**ASSIGNMENT:**
Search the data for the word "return" and copy every line that contains it.

**TASK INPUTS:**
pub mod adapters;
mod api;
pub mod app;
pub mod domain;
pub mod ports;

pub use api::{DEFAULT_LOG_LINES, MAX_LOG_LINES, VERSION};

use adapters::{DaemontoolsControl, LogFile};
use anyhow::{Context, Result as AnyResult};
use api::AppState;
use app::{ControlService, ControlTimings};
use chrono::Utc;
use ports::ServiceControl;
use std::future::Future;
use std::net::SocketAddr;
use std::path::PathBuf;
use std::sync::Arc;
use std::time::Duration;
use tokio::net::TcpListener;
use tokio::signal::ctrl_c;
use tracing::info;

pub const DEFAULT_SERVICE_NAME: &str = "dbus-api-server";

#[derive(Debug, Clone)]
pub struct Settings {
    pub listen: SocketAddr,
    pub service_name: String,
    pub service_dir: PathBuf,
    pub log_path: PathBuf,
    pub install_dir: PathBuf,
    pub command_timeout: Duration,
    pub pull_timeout: Duration,
    pub timings: ControlTimings,
}

impl Settings {
    /// Paths follow the Venus OS daemontools layout for `name`.
    pub fn for_service(name: &str) -> Self {
        Self {
            listen: SocketAddr::from(([0, 0, 0, 0], 8089)),
            service_name: name.to_string(),
            service_dir: PathBuf::from(format!("/service/{name}")),
            log_path: PathBuf::from(format!("/var/log/{name}/current")),
            install_dir: PathBuf::from("/data/dbus-api"),
            command_timeout: Duration::from_secs(10),
            pull_timeout: Duration::from_secs(60),
            timings: ControlTimings::default(),
        }
    }
}

impl Default for Settings {
    fn default() -> Self {
        Self::for_service(DEFAULT_SERVICE_NAME)
    }
}

pub async fn run(settings: Settings) -> AnyResult<()> {
    let control = Arc::new(DaemontoolsControl::new(
        settings.service_dir.clone(),
        settings.command_timeout,
        settings.pull_timeout,
    ));
    run_with(settings, control, shutdown_signal()).await
}

/// Serves the control API against `control` until `shutdown` resolves.
pub async fn run_with<S>(
    settings: Settings,
    control: Arc<dyn ServiceControl>,
    shutdown: S,
) -> AnyResult<()>
where
    S: Future<Output = ()> + Send + 'static,
{
    let service = ControlService::new(control, settings.install_dir.clone(), settings.timings);
    let state = AppState {
        service: Arc::new(service),
        logs: Arc::new(LogFile::new(settings.log_path.clone())),
        service_name: settings.service_name.clone(),
        service_dir: settings.service_dir.display().to_string(),
        started_at: Utc::now(),
    };

    let listener = TcpListener::bind(settings.listen)
        .await
        .with_context(|| format!("binding {}", settings.listen))?;
    info!(
        "listening" = %settings.listen,
        "managed" = %settings.service_dir.display(),
        "install_dir" = %settings.install_dir.display(),
        "msg" = "dbus-api-control started"
    );

    axum::serve(listener, api::router(state).into_make_service())
        .with_graceful_shutdown(async move {
            shutdown.await;
            info!("msg" = "shutdown signal received");
        })
        .await?;

    Ok(())
}

async fn shutdown_signal() {
    #[cfg(unix)]
    {
        use tokio::signal::unix::{signal, SignalKind};
        match signal(SignalKind::terminate()) {
            Ok(mut terminate) => {
                tokio::select! {
                    _ = ctrl_c() => {}
                    _ = terminate.recv() => {}
                }
            }
            Err(_) => {
                let _ = ctrl_c().await;
            }
        }
    }
    #[cfg(not(unix))]
    {
        let _ = ctrl_c().await;
    }
}
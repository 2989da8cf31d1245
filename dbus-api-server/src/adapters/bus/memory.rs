use crate::domain::{BusAddress, BusValue};
use crate::ports::bus::{BusConnector, BusError, BusPort, BusResult};
use async_trait::async_trait;
use std::collections::{BTreeMap, HashMap};
use std::sync::atomic::{AtomicBool, AtomicUsize, Ordering};
use std::sync::{Arc, RwLock};

type Key = (String, String);

/// Bus port holding items in memory, used as the test double for the
/// system bus.
#[derive(Default)]
pub struct InMemoryBus {
    items: RwLock<BTreeMap<Key, BusValue>>,
    extra_names: RwLock<Vec<String>>,
    rejections: RwLock<HashMap<Key, i32>>,
    ranges: RwLock<HashMap<Key, (f64, f64)>>,
    unavailable: AtomicBool,
    writes: AtomicUsize,
}

impl InMemoryBus {
    pub fn new() -> Self {
        Self::default()
    }

    pub fn insert(&self, service: &str, path: &str, value: BusValue) {
        self.items
            .write()
            .expect("bus items poisoned")
            .insert(key(service, path), value);
    }

    /// Removes every item of `service`, as if its owner left the bus.
    pub fn remove_service(&self, service: &str) {
        self.items
            .write()
            .expect("bus items poisoned")
            .retain(|(owner, _), _| owner != service);
        self.extra_names
            .write()
            .expect("bus names poisoned")
            .retain(|name| name != service);
    }

    /// Registers a name without items (unique connection names, foreign
    /// services). Duplicates are kept.
    pub fn register_name(&self, name: &str) {
        self.extra_names
            .write()
            .expect("bus names poisoned")
            .push(name.to_string());
    }

    /// Makes `SetValue` on `service`/`path` answer with `status`.
    pub fn reject_writes(&self, service: &str, path: &str, status: i32) {
        self.rejections
            .write()
            .expect("bus rejections poisoned")
            .insert(key(service, path), status);
    }

    /// Clamps numeric writes on `service`/`path` into `min..=max`.
    pub fn clamp_writes(&self, service: &str, path: &str, min: f64, max: f64) {
        self.ranges
            .write()
            .expect("bus ranges poisoned")
            .insert(key(service, path), (min, max));
    }

    pub fn set_available(&self, available: bool) {
        self.unavailable.store(!available, Ordering::SeqCst);
    }

    pub fn value(&self, service: &str, path: &str) -> Option<BusValue> {
        self.items
            .read()
            .expect("bus items poisoned")
            .get(&key(service, path))
            .cloned()
    }

    /// Number of accepted `SetValue` calls.
    pub fn write_count(&self) -> usize {
        self.writes.load(Ordering::SeqCst)
    }

    fn ensure_available(&self) -> BusResult<()> {
        if self.unavailable.load(Ordering::SeqCst) {
            Err(BusError::Unavailable(
                "connection to the system bus was lost".to_string(),
            ))
        } else {
            Ok(())
        }
    }

    fn lookup(&self, address: &BusAddress) -> BusResult<BusValue> {
        self.value(&address.service, &address.path)
            .ok_or_else(|| BusError::NoSuchObject {
                address: address.to_string(),
                message: "no item registered at this path".to_string(),
            })
    }

    fn clamp(&self, address: &BusAddress, value: BusValue) -> BusValue {
        let ranges = self.ranges.read().expect("bus ranges poisoned");
        let Some((min, max)) = ranges.get(&key(&address.service, &address.path)).copied() else {
            return value;
        };
        match value {
            BusValue::Double(v) => BusValue::Double(v.clamp(min, max)),
            other => match other.as_i64() {
                Some(v) => BusValue::Int32((v as f64).clamp(min, max) as i32),
                None => other,
            },
        }
    }
}

fn key(service: &str, path: &str) -> Key {
    (service.to_string(), path.to_string())
}

fn text_of(value: &BusValue) -> String {
    match value {
        BusValue::Str(s) => s.clone(),
        BusValue::Bool(v) => v.to_string(),
        BusValue::Double(v) => v.to_string(),
        BusValue::Array(items) if items.is_empty() => "---".to_string(),
        other => other
            .as_i64()
            .map(|v| v.to_string())
            .unwrap_or_else(|| format!("{other:?}")),
    }
}

#[async_trait]
impl BusPort for InMemoryBus {
    async fn get_value(&self, address: &BusAddress) -> BusResult<BusValue> {
        self.ensure_available()?;
        self.lookup(address)
    }

    async fn get_text(&self, address: &BusAddress) -> BusResult<String> {
        self.ensure_available()?;
        self.lookup(address).map(|value| text_of(&value))
    }

    async fn set_value(&self, address: &BusAddress, value: BusValue) -> BusResult<i32> {
        self.ensure_available()?;
        self.lookup(address)?;
        let item = key(&address.service, &address.path);
        if let Some(status) = self
            .rejections
            .read()
            .expect("bus rejections poisoned")
            .get(&item)
        {
            return Ok(*status);
        }
        let stored = self.clamp(address, value);
        self.items
            .write()
            .expect("bus items poisoned")
            .insert(item, stored);
        self.writes.fetch_add(1, Ordering::SeqCst);
        Ok(0)
    }

    async fn list_names(&self) -> BusResult<Vec<String>> {
        self.ensure_available()?;
        let mut names = self.extra_names.read().expect("bus names poisoned").clone();
        names.extend(
            self.items
                .read()
                .expect("bus items poisoned")
                .keys()
                .map(|(service, _)| service.clone()),
        );
        Ok(names)
    }

    async fn get_items(&self, address: &BusAddress) -> BusResult<Vec<(String, BusValue)>> {
        self.ensure_available()?;
        let prefix = address.path.trim_end_matches('/');
        let items = self.items.read().expect("bus items poisoned");
        let entries: Vec<_> = items
            .iter()
            .filter(|((service, path), _)| {
                service == &address.service && path.starts_with(prefix) && path != prefix
            })
            .map(|((_, path), value)| {
                let item = BusValue::Dict(vec![
                    (BusValue::str("Text"), BusValue::Str(text_of(value))),
                    (BusValue::str("Value"), value.clone()),
                ]);
                (path.clone(), item)
            })
            .collect();
        if entries.is_empty() {
            return Err(BusError::NoSuchObject {
                address: address.to_string(),
                message: "service exposes no items".to_string(),
            });
        }
        Ok(entries)
    }
}

/// Hands out the same in-memory bus on every connect and counts the calls.
pub struct InMemoryConnector {
    bus: Arc<InMemoryBus>,
    connects: AtomicUsize,
}

impl InMemoryConnector {
    pub fn new(bus: Arc<InMemoryBus>) -> Self {
        Self {
            bus,
            connects: AtomicUsize::new(0),
        }
    }

    pub fn connect_count(&self) -> usize {
        self.connects.load(Ordering::SeqCst)
    }
}

#[async_trait]
impl BusConnector for InMemoryConnector {
    async fn connect(&self) -> BusResult<Arc<dyn BusPort>> {
        self.connects.fetch_add(1, Ordering::SeqCst);
        Ok(self.bus.clone())
    }
}
use crate::domain::{BusAddress, BusValue};
use crate::ports::bus::{BusConnector, BusError, BusPort, BusResult};
use async_trait::async_trait;
use std::collections::HashMap;
use std::sync::Arc;
use tracing::{debug, info};
use zbus::{Connection, Proxy};
use zvariant::{OwnedValue, Value};

const BUS_ITEM_INTERFACE: &str = "com.victronenergy.BusItem";
const DBUS_SERVICE: &str = "org.freedesktop.DBus";
const DBUS_PATH: &str = "/org/freedesktop/DBus";

const NO_SUCH_OBJECT_ERRORS: &[&str] = &[
    "org.freedesktop.DBus.Error.ServiceUnknown",
    "org.freedesktop.DBus.Error.NameHasNoOwner",
    "org.freedesktop.DBus.Error.UnknownObject",
    "org.freedesktop.DBus.Error.UnknownInterface",
    "org.freedesktop.DBus.Error.UnknownMethod",
];

type ItemMap = HashMap<String, HashMap<String, OwnedValue>>;

/// Bus port backed by a single zbus connection.
pub struct ZbusBus {
    connection: Connection,
}

impl ZbusBus {
    pub fn new(connection: Connection) -> Self {
        Self { connection }
    }

    async fn item_proxy<'a>(&'a self, address: &'a BusAddress) -> BusResult<Proxy<'a>> {
        Proxy::new(
            &self.connection,
            address.service.as_str(),
            address.path.as_str(),
            BUS_ITEM_INTERFACE,
        )
        .await
        .map_err(|err| map_error(address, err))
    }
}

#[async_trait]
impl BusPort for ZbusBus {
    async fn get_value(&self, address: &BusAddress) -> BusResult<BusValue> {
        let proxy = self.item_proxy(address).await?;
        let value: OwnedValue = proxy
            .call("GetValue", &())
            .await
            .map_err(|err| map_error(address, err))?;
        from_zvalue(&value)
    }

    async fn get_text(&self, address: &BusAddress) -> BusResult<String> {
        let proxy = self.item_proxy(address).await?;
        proxy
            .call("GetText", &())
            .await
            .map_err(|err| map_error(address, err))
    }

    async fn set_value(&self, address: &BusAddress, value: BusValue) -> BusResult<i32> {
        let argument = to_zvalue(&value)?;
        let proxy = self.item_proxy(address).await?;
        proxy
            .call("SetValue", &(argument,))
            .await
            .map_err(|err| map_error(address, err))
    }

    async fn list_names(&self) -> BusResult<Vec<String>> {
        let address = BusAddress::new(DBUS_SERVICE, DBUS_PATH);
        let proxy = Proxy::new(&self.connection, DBUS_SERVICE, DBUS_PATH, DBUS_SERVICE)
            .await
            .map_err(|err| map_error(&address, err))?;
        proxy
            .call("ListNames", &())
            .await
            .map_err(|err| map_error(&address, err))
    }

    async fn get_items(&self, address: &BusAddress) -> BusResult<Vec<(String, BusValue)>> {
        let proxy = self.item_proxy(address).await?;
        let items: ItemMap = proxy
            .call("GetItems", &())
            .await
            .map_err(|err| map_error(address, err))?;

        let mut entries = Vec::with_capacity(items.len());
        for (path, fields) in items {
            let mut fields: Vec<_> = fields.into_iter().collect();
            fields.sort_by(|a, b| a.0.cmp(&b.0));
            let item = fields
                .iter()
                .map(|(name, value)| Ok((BusValue::str(name.as_str()), from_zvalue(value)?)))
                .collect::<BusResult<Vec<_>>>()?;
            entries.push((path, BusValue::Dict(item)));
        }
        entries.sort_by(|a, b| a.0.cmp(&b.0));
        debug!(service = %address.service, items = entries.len(), "bulk item read");
        Ok(entries)
    }
}

/// Connects to the system bus, or to an explicit address when configured.
#[derive(Debug, Clone, Default)]
pub struct ZbusConnector {
    address: Option<String>,
}

impl ZbusConnector {
    pub fn new(address: Option<String>) -> Self {
        Self { address }
    }
}

#[async_trait]
impl BusConnector for ZbusConnector {
    async fn connect(&self) -> BusResult<Arc<dyn BusPort>> {
        let builder = match &self.address {
            Some(address) => zbus::ConnectionBuilder::address(address.as_str()),
            None => zbus::ConnectionBuilder::system(),
        }
        .map_err(|err| BusError::Unavailable(err.to_string()))?;
        let connection = builder
            .build()
            .await
            .map_err(|err| BusError::Unavailable(err.to_string()))?;
        info!(
            "bus" = self.address.as_deref().unwrap_or("system"),
            "msg" = "connected to D-Bus"
        );
        Ok(Arc::new(ZbusBus::new(connection)))
    }
}

fn map_error(address: &BusAddress, err: zbus::Error) -> BusError {
    match &err {
        zbus::Error::MethodError(name, detail, _) => {
            let message = detail.clone().unwrap_or_else(|| name.to_string());
            if NO_SUCH_OBJECT_ERRORS.contains(&name.as_str()) {
                BusError::NoSuchObject {
                    address: address.to_string(),
                    message,
                }
            } else {
                BusError::Call(format!("{name}: {message}"))
            }
        }
        zbus::Error::InputOutput(_) | zbus::Error::Address(_) | zbus::Error::Handshake(_) => {
            BusError::Unavailable(err.to_string())
        }
        _ => BusError::Call(err.to_string()),
    }
}

fn from_zvalue(value: &Value<'_>) -> BusResult<BusValue> {
    Ok(match value {
        Value::Bool(v) => BusValue::Bool(*v),
        Value::U8(v) => BusValue::Byte(*v),
        Value::I16(v) => BusValue::Int16(*v),
        Value::U16(v) => BusValue::UInt16(*v),
        Value::I32(v) => BusValue::Int32(*v),
        Value::U32(v) => BusValue::UInt32(*v),
        Value::I64(v) => BusValue::Int64(*v),
        Value::U64(v) => BusValue::UInt64(*v),
        Value::F64(v) => BusValue::Double(*v),
        Value::Str(v) => BusValue::str(v.as_str()),
        Value::ObjectPath(v) => BusValue::str(v.as_str()),
        Value::Signature(v) => BusValue::str(v.as_str()),
        Value::Value(inner) => from_zvalue(inner)?,
        Value::Array(array) => BusValue::Array(
            array
                .iter()
                .map(from_zvalue)
                .collect::<BusResult<Vec<_>>>()?,
        ),
        Value::Dict(dict) => BusValue::Dict(
            dict.iter()
                .map(|(key, item)| Ok((from_zvalue(key)?, from_zvalue(item)?)))
                .collect::<BusResult<Vec<_>>>()?,
        ),
        Value::Structure(structure) => BusValue::Array(
            structure
                .fields()
                .iter()
                .map(from_zvalue)
                .collect::<BusResult<Vec<_>>>()?,
        ),
        other => return Err(BusError::Unsupported(format!("{other:?}"))),
    })
}

fn to_zvalue(value: &BusValue) -> BusResult<Value<'static>> {
    Ok(match value {
        BusValue::Bool(v) => Value::Bool(*v),
        BusValue::Byte(v) => Value::U8(*v),
        BusValue::Int16(v) => Value::I16(*v),
        BusValue::UInt16(v) => Value::U16(*v),
        BusValue::Int32(v) => Value::I32(*v),
        BusValue::UInt32(v) => Value::U32(*v),
        BusValue::Int64(v) => Value::I64(*v),
        BusValue::UInt64(v) => Value::U64(*v),
        BusValue::Double(v) => Value::F64(*v),
        BusValue::Str(v) => Value::from(v.clone()),
        BusValue::Array(_) | BusValue::Dict(_) => {
            return Err(BusError::Unsupported(
                "containers cannot be written to a bus item".to_string(),
            ))
        }
    })
}

#[cfg(test)]
mod tests {
    use super::*;

    #[test]
    fn unwraps_nested_variants() {
        let value = Value::Value(Box::new(Value::I32(230)));
        assert_eq!(from_zvalue(&value).unwrap(), BusValue::Int32(230));
    }

    #[test]
    fn converts_strings() {
        assert_eq!(
            from_zvalue(&Value::from("Multiplus")).unwrap(),
            BusValue::str("Multiplus")
        );
    }

    #[test]
    fn scalar_write_arguments_keep_width() {
        assert_eq!(to_zvalue(&BusValue::UInt16(5)).unwrap(), Value::U16(5));
        assert_eq!(to_zvalue(&BusValue::Double(1.5)).unwrap(), Value::F64(1.5));
        assert!(matches!(
            to_zvalue(&BusValue::Array(vec![])),
            Err(BusError::Unsupported(_))
        ));
    }
}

**TASK ANSWER:**
            return value;
            return Ok(*status);
            return Err(BusError::NoSuchObject {
        other => return Err(BusError::Unsupported(format!("{other:?}"))),
            return Err(BusError::Unsupported(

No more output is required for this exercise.